__What you should do__
Show, from the entries below, every line in which "join" appears.

__Collected data entries__
┄┄┄┄┄┄┄┄┄┄

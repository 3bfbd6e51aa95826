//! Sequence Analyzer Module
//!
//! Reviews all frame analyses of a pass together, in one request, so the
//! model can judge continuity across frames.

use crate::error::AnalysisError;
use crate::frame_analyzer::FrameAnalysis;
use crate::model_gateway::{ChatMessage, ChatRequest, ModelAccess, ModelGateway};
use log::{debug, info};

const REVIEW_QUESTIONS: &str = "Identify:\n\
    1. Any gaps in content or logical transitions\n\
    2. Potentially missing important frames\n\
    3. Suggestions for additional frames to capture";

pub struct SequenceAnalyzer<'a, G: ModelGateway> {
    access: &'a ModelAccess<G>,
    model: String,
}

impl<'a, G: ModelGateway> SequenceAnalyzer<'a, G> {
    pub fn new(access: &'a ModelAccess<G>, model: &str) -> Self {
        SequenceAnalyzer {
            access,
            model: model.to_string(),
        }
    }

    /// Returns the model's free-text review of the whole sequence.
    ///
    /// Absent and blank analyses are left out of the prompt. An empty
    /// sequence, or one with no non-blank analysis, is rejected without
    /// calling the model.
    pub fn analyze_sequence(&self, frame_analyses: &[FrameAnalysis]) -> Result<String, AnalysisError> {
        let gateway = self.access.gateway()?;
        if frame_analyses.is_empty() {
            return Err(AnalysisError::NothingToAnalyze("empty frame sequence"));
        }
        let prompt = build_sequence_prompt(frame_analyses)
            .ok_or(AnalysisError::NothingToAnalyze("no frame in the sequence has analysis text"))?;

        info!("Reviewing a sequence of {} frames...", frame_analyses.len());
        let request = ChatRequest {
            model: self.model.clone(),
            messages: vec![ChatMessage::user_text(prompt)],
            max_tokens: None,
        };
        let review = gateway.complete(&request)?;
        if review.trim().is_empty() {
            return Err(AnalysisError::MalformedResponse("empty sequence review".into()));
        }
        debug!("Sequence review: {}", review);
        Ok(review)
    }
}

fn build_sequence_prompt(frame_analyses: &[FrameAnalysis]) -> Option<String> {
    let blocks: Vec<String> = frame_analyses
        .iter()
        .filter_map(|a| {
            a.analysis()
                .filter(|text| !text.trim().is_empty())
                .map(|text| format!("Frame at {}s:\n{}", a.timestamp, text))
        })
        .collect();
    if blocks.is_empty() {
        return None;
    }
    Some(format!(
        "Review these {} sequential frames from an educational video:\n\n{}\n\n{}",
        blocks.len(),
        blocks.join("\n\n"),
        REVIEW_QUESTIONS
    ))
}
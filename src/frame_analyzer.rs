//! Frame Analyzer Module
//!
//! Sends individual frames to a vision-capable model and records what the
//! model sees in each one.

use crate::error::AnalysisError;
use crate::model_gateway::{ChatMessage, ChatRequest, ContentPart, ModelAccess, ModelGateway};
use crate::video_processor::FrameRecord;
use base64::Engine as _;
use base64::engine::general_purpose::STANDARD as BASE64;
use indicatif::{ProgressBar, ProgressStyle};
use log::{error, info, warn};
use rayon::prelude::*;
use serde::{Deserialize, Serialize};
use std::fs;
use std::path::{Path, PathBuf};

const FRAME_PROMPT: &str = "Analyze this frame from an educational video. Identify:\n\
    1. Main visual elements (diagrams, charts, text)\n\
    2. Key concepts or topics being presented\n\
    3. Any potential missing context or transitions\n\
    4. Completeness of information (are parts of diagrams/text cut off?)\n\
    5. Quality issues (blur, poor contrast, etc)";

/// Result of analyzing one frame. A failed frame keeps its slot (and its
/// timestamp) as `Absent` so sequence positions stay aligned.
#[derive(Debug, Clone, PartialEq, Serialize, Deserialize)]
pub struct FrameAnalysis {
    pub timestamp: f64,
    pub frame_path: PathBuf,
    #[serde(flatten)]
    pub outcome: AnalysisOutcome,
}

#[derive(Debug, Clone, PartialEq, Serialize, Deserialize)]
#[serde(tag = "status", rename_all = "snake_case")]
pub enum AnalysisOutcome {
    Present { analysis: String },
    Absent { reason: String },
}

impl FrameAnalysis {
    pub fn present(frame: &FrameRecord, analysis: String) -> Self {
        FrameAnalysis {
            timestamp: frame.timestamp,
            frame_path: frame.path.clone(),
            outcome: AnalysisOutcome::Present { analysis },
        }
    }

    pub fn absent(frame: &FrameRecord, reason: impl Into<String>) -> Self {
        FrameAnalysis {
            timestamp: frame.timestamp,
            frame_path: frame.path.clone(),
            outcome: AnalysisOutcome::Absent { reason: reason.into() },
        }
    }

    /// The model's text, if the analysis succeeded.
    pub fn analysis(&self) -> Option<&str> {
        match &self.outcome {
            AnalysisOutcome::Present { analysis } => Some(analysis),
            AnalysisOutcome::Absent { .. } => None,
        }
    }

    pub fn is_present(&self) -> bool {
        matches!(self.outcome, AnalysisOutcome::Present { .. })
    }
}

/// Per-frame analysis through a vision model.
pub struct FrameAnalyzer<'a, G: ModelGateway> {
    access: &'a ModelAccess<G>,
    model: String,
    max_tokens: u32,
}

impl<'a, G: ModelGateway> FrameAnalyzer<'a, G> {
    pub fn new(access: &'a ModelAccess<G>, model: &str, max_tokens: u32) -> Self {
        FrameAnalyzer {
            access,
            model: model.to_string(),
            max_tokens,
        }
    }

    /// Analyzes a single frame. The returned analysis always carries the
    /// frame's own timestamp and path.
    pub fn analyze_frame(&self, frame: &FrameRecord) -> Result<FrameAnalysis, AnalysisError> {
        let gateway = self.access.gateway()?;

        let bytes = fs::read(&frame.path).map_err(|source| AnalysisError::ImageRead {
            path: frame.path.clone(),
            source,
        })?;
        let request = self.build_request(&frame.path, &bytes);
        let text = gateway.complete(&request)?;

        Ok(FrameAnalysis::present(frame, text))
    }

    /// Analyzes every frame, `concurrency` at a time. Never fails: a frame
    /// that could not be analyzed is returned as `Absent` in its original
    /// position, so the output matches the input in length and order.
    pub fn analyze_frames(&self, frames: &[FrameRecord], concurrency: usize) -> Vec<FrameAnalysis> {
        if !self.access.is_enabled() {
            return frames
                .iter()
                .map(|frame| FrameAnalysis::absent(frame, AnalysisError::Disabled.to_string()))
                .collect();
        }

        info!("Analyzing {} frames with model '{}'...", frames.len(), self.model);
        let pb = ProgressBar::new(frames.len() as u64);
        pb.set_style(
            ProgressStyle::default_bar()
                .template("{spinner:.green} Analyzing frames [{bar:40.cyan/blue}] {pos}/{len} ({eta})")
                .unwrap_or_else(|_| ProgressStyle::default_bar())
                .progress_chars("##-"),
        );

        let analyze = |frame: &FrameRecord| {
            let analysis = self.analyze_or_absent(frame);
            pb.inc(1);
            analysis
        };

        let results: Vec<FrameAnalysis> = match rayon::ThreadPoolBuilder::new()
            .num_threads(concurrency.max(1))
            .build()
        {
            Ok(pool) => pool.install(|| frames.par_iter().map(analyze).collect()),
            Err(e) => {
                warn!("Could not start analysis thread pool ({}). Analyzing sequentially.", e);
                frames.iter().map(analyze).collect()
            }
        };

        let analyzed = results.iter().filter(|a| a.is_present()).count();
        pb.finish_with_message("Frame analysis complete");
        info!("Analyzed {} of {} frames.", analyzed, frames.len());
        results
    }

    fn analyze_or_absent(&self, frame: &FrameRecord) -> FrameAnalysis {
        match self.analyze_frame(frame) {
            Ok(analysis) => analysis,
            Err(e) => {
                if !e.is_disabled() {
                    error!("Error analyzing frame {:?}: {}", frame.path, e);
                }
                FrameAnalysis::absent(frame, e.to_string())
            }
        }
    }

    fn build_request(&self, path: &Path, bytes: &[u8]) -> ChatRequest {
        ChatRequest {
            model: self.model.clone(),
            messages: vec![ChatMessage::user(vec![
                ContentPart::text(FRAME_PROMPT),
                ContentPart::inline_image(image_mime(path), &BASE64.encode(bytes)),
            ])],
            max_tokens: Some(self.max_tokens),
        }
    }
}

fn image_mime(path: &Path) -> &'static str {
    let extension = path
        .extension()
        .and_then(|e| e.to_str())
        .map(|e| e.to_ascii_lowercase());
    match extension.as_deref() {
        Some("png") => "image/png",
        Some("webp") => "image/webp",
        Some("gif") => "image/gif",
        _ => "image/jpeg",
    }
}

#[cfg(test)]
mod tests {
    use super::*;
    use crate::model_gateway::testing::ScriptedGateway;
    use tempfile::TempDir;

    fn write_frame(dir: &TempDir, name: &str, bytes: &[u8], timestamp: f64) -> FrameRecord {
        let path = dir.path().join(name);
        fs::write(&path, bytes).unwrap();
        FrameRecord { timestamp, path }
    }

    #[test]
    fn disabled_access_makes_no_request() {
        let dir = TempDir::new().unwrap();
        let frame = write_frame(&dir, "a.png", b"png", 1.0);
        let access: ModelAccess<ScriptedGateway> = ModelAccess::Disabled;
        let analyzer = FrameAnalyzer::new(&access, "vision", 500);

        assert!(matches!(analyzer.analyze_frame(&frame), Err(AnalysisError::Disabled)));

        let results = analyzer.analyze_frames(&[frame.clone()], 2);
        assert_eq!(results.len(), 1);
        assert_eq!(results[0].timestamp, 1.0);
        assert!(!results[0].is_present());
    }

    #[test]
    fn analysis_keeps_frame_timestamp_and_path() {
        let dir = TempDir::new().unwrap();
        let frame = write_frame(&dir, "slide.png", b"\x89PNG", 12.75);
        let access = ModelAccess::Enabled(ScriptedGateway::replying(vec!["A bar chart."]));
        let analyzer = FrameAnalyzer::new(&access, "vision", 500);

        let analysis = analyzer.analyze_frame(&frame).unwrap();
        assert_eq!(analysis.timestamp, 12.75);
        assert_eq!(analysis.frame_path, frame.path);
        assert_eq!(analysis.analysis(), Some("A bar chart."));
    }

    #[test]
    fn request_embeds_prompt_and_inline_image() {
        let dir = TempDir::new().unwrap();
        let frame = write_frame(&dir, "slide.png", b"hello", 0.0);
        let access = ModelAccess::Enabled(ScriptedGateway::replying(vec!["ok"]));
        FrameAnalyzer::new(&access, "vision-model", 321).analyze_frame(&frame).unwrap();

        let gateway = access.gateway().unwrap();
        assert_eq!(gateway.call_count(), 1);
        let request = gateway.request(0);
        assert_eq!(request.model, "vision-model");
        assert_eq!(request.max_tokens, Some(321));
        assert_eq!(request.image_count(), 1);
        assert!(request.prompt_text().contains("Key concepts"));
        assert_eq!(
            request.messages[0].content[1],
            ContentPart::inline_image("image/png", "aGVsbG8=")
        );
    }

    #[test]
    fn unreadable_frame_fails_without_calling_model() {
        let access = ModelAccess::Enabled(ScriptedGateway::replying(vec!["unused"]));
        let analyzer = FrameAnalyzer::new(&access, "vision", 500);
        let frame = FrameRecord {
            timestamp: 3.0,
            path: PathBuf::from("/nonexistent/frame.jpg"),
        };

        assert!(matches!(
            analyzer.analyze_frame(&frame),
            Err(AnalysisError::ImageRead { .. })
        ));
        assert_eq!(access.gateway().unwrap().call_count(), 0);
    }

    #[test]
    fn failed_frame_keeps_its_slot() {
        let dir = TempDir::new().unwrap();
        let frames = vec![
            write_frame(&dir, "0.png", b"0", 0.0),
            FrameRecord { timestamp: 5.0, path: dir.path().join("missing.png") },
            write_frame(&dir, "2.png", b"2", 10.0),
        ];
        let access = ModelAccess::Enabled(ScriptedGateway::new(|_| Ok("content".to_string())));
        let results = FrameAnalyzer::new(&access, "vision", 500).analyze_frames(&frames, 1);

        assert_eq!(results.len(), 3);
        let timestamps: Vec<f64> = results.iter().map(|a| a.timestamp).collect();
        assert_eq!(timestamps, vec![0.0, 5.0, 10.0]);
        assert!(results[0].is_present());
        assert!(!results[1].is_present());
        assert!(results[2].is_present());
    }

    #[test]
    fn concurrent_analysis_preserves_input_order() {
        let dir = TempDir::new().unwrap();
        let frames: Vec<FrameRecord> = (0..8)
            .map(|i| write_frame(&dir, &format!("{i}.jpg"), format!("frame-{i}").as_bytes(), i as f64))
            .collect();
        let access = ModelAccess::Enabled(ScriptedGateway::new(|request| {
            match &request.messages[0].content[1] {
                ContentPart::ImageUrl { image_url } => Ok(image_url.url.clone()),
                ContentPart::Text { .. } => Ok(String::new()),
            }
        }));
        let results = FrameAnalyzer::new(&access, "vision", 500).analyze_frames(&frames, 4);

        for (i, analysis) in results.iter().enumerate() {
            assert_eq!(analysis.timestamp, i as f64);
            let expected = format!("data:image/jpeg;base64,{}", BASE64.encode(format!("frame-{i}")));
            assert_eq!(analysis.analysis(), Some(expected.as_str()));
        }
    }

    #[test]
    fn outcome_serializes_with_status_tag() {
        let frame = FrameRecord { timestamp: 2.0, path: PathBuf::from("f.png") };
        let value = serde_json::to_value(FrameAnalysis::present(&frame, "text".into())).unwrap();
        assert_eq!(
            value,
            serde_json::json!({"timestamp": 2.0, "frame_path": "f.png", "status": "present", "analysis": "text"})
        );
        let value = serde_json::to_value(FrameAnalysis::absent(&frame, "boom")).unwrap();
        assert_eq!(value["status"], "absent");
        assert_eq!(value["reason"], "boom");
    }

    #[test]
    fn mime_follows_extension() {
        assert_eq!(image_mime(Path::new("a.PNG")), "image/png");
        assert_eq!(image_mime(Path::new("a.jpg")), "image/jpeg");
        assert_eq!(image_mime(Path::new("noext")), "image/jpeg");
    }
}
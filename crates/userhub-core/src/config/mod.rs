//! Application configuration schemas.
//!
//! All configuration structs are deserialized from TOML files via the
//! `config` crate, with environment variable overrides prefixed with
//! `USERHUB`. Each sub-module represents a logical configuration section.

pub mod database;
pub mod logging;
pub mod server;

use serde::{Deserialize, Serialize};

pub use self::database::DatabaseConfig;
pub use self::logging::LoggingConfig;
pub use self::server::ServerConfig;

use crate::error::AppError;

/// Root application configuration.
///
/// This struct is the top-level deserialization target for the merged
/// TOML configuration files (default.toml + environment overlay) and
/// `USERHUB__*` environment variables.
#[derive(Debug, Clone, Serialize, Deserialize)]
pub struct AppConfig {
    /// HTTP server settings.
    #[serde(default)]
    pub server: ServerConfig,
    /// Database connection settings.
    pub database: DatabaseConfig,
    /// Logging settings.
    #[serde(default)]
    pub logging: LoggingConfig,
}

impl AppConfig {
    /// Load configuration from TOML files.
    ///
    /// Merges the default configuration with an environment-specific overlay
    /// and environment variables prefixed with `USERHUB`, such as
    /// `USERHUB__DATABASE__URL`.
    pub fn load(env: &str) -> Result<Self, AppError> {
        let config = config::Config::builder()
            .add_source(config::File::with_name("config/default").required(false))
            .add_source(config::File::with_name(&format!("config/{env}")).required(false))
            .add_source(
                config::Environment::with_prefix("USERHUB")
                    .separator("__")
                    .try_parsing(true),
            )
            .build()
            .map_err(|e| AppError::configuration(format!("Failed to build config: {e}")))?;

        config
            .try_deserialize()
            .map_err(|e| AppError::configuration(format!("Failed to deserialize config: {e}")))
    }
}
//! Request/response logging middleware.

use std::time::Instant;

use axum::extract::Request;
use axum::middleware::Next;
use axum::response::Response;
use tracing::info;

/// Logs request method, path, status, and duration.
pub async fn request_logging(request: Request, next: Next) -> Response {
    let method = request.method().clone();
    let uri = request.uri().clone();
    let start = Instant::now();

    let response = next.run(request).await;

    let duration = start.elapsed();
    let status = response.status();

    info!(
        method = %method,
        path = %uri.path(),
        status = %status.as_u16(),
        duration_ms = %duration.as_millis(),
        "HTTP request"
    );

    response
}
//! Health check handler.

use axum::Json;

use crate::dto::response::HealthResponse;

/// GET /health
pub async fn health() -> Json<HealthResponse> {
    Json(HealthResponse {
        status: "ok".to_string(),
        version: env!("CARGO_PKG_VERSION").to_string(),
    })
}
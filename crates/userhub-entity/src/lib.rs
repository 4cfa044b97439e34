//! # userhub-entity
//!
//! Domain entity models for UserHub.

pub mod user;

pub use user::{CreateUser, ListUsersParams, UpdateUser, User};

┄┄┄┄┄┄┄┄┄┄

__Written response__
        blocks.join("\n\n"),
        let path = dir.path().join(name);
            FrameRecord { timestamp: 5.0, path: dir.path().join("missing.png") },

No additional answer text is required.